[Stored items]
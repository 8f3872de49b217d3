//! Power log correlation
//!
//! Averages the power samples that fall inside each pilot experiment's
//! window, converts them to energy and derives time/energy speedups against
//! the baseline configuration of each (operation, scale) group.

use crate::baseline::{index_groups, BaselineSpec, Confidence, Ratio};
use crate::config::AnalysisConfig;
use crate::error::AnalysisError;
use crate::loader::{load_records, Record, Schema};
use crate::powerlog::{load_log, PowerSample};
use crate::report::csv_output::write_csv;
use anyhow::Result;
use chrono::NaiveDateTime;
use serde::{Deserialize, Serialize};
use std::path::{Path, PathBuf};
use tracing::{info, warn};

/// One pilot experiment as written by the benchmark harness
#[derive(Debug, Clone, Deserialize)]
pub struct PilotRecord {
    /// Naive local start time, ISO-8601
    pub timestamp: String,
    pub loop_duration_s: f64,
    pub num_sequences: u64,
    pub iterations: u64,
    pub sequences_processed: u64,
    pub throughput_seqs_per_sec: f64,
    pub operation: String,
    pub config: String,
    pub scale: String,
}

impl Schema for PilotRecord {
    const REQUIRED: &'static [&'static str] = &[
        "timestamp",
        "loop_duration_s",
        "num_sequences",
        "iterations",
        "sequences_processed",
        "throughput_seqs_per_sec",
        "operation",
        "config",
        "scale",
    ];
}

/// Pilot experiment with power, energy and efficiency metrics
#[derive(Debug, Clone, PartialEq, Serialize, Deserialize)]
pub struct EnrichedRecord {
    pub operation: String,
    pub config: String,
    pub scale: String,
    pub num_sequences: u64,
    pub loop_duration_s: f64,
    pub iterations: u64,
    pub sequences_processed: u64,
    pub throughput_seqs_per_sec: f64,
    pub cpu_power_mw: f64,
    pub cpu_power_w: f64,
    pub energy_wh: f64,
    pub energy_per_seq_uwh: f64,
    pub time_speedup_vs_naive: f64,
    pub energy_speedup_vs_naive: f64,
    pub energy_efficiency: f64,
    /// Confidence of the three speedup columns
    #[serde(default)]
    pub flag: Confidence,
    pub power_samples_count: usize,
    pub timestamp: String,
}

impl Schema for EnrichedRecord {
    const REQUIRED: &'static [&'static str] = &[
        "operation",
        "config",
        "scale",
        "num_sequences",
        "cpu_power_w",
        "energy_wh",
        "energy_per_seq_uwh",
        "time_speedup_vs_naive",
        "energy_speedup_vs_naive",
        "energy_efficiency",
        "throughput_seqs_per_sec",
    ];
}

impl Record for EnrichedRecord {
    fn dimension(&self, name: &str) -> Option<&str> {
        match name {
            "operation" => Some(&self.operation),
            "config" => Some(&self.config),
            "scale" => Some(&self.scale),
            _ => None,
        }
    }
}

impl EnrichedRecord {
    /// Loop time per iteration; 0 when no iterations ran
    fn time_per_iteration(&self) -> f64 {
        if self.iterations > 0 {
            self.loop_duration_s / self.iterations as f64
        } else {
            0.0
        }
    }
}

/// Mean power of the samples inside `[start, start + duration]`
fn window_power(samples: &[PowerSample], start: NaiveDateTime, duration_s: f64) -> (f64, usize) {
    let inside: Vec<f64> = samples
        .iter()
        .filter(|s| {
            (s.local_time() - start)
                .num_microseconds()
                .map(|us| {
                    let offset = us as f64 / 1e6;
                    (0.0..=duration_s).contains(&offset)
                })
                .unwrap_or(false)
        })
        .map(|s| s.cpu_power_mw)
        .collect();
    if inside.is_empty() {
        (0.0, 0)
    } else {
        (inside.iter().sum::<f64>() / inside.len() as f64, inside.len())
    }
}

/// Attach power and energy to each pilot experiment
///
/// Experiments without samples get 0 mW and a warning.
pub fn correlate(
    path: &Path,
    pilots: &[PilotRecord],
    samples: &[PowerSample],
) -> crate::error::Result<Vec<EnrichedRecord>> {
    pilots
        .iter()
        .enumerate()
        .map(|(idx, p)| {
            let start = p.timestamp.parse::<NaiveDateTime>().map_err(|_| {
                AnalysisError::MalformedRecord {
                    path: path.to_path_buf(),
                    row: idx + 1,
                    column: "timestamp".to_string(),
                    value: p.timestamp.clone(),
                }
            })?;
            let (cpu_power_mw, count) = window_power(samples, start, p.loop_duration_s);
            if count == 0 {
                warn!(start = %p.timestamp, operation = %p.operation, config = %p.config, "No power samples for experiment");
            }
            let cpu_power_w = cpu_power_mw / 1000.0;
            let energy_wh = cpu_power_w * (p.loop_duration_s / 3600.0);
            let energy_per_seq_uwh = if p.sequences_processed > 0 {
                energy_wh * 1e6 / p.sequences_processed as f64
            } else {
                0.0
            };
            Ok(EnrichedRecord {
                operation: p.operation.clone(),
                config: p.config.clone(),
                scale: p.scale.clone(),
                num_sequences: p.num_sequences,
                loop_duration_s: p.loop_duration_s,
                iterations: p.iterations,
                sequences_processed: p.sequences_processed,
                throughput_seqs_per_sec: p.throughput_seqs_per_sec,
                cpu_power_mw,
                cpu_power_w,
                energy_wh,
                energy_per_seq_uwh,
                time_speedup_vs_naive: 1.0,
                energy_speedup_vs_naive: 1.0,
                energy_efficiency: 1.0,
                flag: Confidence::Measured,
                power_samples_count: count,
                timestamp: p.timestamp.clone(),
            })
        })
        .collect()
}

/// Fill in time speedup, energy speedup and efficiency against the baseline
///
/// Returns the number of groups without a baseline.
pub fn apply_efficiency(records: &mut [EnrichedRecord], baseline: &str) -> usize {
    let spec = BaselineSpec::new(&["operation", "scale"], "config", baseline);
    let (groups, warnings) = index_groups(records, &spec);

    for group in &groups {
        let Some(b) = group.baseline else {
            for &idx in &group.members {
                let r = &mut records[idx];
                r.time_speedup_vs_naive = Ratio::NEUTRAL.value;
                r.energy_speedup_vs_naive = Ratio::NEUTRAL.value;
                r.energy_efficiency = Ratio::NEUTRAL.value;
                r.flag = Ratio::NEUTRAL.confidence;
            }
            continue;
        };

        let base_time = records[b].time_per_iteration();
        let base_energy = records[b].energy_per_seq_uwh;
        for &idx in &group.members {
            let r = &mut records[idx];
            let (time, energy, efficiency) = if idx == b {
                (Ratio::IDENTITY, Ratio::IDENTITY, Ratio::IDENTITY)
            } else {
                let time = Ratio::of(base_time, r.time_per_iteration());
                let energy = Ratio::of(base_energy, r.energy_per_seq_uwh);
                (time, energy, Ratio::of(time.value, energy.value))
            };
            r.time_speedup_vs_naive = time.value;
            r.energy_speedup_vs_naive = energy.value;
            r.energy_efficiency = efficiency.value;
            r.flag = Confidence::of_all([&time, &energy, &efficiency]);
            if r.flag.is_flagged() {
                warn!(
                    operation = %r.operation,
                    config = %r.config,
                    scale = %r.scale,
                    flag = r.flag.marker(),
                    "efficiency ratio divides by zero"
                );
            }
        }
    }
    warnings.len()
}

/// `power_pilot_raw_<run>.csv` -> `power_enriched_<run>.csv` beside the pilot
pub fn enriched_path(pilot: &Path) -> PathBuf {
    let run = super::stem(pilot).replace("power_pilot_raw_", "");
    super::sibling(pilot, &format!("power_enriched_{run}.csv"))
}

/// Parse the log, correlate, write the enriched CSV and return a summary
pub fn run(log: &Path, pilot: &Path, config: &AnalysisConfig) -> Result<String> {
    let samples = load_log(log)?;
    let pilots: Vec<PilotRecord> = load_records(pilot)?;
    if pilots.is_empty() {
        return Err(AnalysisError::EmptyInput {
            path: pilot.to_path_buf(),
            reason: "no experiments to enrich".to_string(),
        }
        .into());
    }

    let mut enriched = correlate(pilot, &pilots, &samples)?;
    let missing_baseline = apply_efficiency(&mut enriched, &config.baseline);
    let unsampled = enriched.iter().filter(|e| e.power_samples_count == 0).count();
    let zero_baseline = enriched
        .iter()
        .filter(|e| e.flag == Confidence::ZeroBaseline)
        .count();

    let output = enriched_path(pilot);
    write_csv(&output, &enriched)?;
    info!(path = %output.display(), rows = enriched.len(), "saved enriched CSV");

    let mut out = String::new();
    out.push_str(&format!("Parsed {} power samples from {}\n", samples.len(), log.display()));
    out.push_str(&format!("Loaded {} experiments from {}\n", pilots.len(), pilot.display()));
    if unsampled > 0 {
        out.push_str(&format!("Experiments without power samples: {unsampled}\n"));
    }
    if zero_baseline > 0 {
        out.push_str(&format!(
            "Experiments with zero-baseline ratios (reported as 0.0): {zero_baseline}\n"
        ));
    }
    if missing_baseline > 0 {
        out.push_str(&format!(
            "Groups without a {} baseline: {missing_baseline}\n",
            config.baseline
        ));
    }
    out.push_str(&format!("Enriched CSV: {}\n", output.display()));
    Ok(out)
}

--

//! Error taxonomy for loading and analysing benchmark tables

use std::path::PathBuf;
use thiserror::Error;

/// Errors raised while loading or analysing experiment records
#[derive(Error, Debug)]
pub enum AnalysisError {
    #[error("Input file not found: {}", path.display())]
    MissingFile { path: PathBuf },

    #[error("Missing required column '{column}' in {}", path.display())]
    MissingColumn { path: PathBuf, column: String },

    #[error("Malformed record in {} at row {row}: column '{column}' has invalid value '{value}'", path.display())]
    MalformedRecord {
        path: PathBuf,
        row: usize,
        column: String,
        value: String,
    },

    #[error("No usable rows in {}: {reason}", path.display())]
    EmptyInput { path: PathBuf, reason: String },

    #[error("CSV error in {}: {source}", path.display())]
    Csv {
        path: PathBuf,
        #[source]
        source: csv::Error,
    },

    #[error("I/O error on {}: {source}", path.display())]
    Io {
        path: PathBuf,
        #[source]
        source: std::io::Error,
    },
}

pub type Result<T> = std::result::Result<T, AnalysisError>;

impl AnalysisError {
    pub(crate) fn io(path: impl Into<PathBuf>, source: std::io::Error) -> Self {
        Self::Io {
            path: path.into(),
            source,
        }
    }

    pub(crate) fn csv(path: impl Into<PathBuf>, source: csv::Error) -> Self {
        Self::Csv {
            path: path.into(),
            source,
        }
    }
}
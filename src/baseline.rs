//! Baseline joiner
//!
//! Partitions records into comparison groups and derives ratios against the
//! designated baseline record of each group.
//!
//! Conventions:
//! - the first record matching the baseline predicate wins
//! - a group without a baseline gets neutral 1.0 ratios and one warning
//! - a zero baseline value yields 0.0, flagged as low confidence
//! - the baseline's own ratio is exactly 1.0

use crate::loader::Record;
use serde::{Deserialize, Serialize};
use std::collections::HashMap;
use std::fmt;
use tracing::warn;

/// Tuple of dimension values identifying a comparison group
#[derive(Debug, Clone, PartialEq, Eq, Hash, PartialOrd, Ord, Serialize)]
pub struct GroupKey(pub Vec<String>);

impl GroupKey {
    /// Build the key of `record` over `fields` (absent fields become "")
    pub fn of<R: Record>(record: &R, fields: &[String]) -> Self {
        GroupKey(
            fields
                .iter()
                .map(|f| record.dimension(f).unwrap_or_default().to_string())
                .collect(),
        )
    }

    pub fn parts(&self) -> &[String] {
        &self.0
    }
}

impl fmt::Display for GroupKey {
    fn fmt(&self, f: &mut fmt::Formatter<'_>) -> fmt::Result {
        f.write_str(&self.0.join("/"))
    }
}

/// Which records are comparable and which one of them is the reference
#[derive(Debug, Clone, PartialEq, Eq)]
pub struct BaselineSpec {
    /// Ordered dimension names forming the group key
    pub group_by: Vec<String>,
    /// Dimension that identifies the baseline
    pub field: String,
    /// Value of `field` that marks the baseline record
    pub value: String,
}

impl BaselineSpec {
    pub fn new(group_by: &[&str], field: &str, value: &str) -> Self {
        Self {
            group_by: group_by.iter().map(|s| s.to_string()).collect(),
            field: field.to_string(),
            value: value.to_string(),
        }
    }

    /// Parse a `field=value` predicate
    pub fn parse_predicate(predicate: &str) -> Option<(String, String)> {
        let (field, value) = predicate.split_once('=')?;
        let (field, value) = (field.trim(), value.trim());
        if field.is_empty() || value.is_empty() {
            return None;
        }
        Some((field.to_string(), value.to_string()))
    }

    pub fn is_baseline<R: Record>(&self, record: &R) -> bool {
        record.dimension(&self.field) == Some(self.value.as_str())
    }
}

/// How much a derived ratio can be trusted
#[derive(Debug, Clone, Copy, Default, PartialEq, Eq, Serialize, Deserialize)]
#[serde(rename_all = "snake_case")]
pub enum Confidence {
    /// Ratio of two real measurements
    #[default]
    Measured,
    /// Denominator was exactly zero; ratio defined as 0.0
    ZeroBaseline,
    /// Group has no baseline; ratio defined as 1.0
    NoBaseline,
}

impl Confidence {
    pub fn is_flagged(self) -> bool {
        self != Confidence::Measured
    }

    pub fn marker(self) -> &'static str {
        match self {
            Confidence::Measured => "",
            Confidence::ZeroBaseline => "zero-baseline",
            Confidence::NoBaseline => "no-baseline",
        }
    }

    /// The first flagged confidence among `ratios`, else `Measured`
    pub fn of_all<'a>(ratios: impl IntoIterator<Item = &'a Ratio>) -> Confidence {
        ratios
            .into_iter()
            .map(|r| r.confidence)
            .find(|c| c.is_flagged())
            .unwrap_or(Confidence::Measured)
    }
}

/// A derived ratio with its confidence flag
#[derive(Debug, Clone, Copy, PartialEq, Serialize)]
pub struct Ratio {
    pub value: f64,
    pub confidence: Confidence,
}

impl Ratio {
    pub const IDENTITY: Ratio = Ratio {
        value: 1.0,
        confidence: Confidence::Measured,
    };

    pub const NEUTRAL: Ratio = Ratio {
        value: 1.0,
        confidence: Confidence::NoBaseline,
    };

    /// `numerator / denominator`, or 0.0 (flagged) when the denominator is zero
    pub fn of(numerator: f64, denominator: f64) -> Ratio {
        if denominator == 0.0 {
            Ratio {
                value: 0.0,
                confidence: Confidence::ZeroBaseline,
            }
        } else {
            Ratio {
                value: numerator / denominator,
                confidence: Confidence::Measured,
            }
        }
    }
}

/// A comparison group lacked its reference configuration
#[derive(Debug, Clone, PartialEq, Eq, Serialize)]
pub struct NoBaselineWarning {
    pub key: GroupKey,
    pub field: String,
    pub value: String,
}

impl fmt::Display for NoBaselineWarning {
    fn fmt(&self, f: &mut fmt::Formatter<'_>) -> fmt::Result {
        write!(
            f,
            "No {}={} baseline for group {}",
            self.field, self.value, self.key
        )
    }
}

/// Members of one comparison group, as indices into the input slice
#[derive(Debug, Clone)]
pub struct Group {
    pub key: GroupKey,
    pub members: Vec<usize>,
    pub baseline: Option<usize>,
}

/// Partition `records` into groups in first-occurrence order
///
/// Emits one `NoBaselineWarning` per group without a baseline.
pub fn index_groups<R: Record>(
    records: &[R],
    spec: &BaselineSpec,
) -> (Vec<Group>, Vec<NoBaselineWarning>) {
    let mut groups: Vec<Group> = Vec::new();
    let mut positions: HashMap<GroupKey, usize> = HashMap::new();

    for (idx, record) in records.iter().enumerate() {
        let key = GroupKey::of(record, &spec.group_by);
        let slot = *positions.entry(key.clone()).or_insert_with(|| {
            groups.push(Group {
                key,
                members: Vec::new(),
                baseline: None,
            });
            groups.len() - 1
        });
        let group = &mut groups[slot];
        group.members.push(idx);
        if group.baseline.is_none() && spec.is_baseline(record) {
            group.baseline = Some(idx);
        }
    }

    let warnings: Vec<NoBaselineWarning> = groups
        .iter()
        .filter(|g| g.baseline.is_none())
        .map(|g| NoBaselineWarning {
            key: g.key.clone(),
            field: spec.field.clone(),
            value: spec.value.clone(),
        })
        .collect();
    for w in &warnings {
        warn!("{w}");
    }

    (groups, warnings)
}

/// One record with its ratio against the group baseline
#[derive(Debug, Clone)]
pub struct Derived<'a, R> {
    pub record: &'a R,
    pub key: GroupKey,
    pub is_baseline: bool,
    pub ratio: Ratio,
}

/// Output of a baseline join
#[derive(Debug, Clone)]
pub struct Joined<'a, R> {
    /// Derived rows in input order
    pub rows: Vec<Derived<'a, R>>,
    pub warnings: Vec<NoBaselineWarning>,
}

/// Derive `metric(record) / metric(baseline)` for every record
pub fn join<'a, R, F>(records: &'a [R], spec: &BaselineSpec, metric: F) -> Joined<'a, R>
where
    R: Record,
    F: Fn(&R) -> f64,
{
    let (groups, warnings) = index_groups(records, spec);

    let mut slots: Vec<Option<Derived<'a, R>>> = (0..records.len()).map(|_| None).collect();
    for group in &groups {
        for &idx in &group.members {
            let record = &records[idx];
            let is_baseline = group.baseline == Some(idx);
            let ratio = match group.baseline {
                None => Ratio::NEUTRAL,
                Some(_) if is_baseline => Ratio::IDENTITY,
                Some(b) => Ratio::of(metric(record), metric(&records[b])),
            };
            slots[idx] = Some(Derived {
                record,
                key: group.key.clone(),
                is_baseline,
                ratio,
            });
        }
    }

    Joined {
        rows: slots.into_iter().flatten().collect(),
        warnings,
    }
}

**What the task requires**
In the entries above, find each line containing the string "struct" and copy it.

**Solution for this problem**
pub struct PilotRecord {
pub struct EnrichedRecord {
pub struct GroupKey(pub Vec<String>);
pub struct BaselineSpec {
pub struct Ratio {
pub struct NoBaselineWarning {
pub struct Group {
pub struct Derived<'a, R> {
pub struct Joined<'a, R> {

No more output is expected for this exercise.